Khokhlov competed only in the men's 4 × 100 m freestyle relay at the 2000 Summer Olympics in Sydney. On the first night of the Games, the Russians were disqualified from the championship final because of an early relay launch from Andrey Kapralov on the lead-off leg. Teaming with Kapralov, Denis Pimankov, and sport legend Alexander Popov on the morning prelims, Khokhlov swam a second leg and recorded a split of 51.02 to post a sixth-seeded time of 3:19.70 for the Russian squad.
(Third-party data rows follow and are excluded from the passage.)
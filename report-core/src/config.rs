use chrono::{Local, NaiveDateTime};
use serde::Deserialize;

use crate::color::StatusColour;
use crate::error::Result;
use crate::fonts::FontSource;
use crate::geometry::PageGeometry;

/// Fixed branding drawn in the page chrome.
#[derive(Debug, Clone, PartialEq, Deserialize)]
#[serde(default)]
pub struct BrandConfig {
    /// Header brand title.
    pub name: String,
    /// Line under the brand title.
    pub tagline: String,
    /// Footer caption on the left.
    pub caption: String,
}

impl Default for BrandConfig {
    fn default() -> Self {
        BrandConfig {
            name: "ELEC-MATE".to_string(),
            tagline: "Site Safety Records".to_string(),
            caption: "Generated by Elec-Mate".to_string(),
        }
    }
}

/// Everything about a session that is not per-document.
///
/// ```
/// # use report_core::SessionConfig;
/// let cfg = SessionConfig::from_json(r#"{ "brand": { "name": "ACME" } }"#).unwrap();
/// assert_eq!(cfg.brand.name, "ACME");
/// assert_eq!(cfg.brand.tagline, "Site Safety Records");
/// ```
#[derive(Debug, Clone, Default, PartialEq, Deserialize)]
#[serde(default)]
pub struct SessionConfig {
    pub geometry: PageGeometry,
    pub brand: BrandConfig,
    pub regular_font: FontSource,
    pub bold_font: FontSource,
}

impl SessionConfig {
    /// Decode a JSON document; missing fields take their defaults.
    pub fn from_json(json: &str) -> Result<Self> {
        Ok(serde_json::from_str(json)?)
    }
}

/// Per-document values shown in the header and written to the metadata.
#[derive(Debug, Clone, PartialEq)]
pub struct DocumentMeta {
    pub title: String,
    pub reference: String,
    pub status_label: String,
    pub status: StatusColour,
    /// Shown as the header date and footer timestamp on every page.
    pub issued_at: NaiveDateTime,
}

impl DocumentMeta {
    /// Metadata stamped with the current local time.
    pub fn new(
        title: impl Into<String>,
        reference: impl Into<String>,
        status_label: impl Into<String>,
        status: StatusColour,
    ) -> Self {
        DocumentMeta {
            title: title.into(),
            reference: reference.into(),
            status_label: status_label.into(),
            status,
            issued_at: Local::now().naive_local(),
        }
    }

    pub fn issued_at(mut self, at: NaiveDateTime) -> Self {
        self.issued_at = at;
        self
    }
}

#[cfg(test)]
mod tests {
    use super::*;

    #[test]
    fn empty_json_is_default() {
        assert_eq!(SessionConfig::from_json("{}").unwrap(), SessionConfig::default());
    }

    #[test]
    fn font_sources_decode() {
        let cfg = SessionConfig::from_json(
            r#"{ "regular_font": { "file": "fonts/Inter.ttf" }, "bold_font": "builtin" }"#,
        )
        .unwrap();
        assert_eq!(cfg.regular_font, FontSource::File("fonts/Inter.ttf".into()));
        assert_eq!(cfg.bold_font, FontSource::Builtin);
    }

    #[test]
    fn malformed_json_is_config_error() {
        let err = SessionConfig::from_json("{ nope").unwrap_err();
        assert!(matches!(err, crate::Error::Config(_)));
    }

    #[test]
    fn issued_at_overrides_clock() {
        let at = chrono::NaiveDate::from_ymd_opt(2026, 3, 14)
            .unwrap()
            .and_hms_opt(9, 30, 0)
            .unwrap();
        let meta = DocumentMeta::new("T", "R", "ok", StatusColour::Success).issued_at(at);
        assert_eq!(meta.issued_at, at);
    }
}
At the 2002 FINA Short Course World Championships in Moscow, Khokhlov enjoyed the race of his life in front of a Russian crowd as he shared bronze medals with Kapralov, Pimankov, and Popov in the 4 × 100 m freestyle relay with a time of 3:11.24.

References

1980 births
Living people
Russian male freestyle swimmers
Olympic swimmers of Russia
Swimmers at the 2000 Summer Olympics
Sportspeople from Ulyanovsk
Medalists at the FINA World Swimming Championships (25 m)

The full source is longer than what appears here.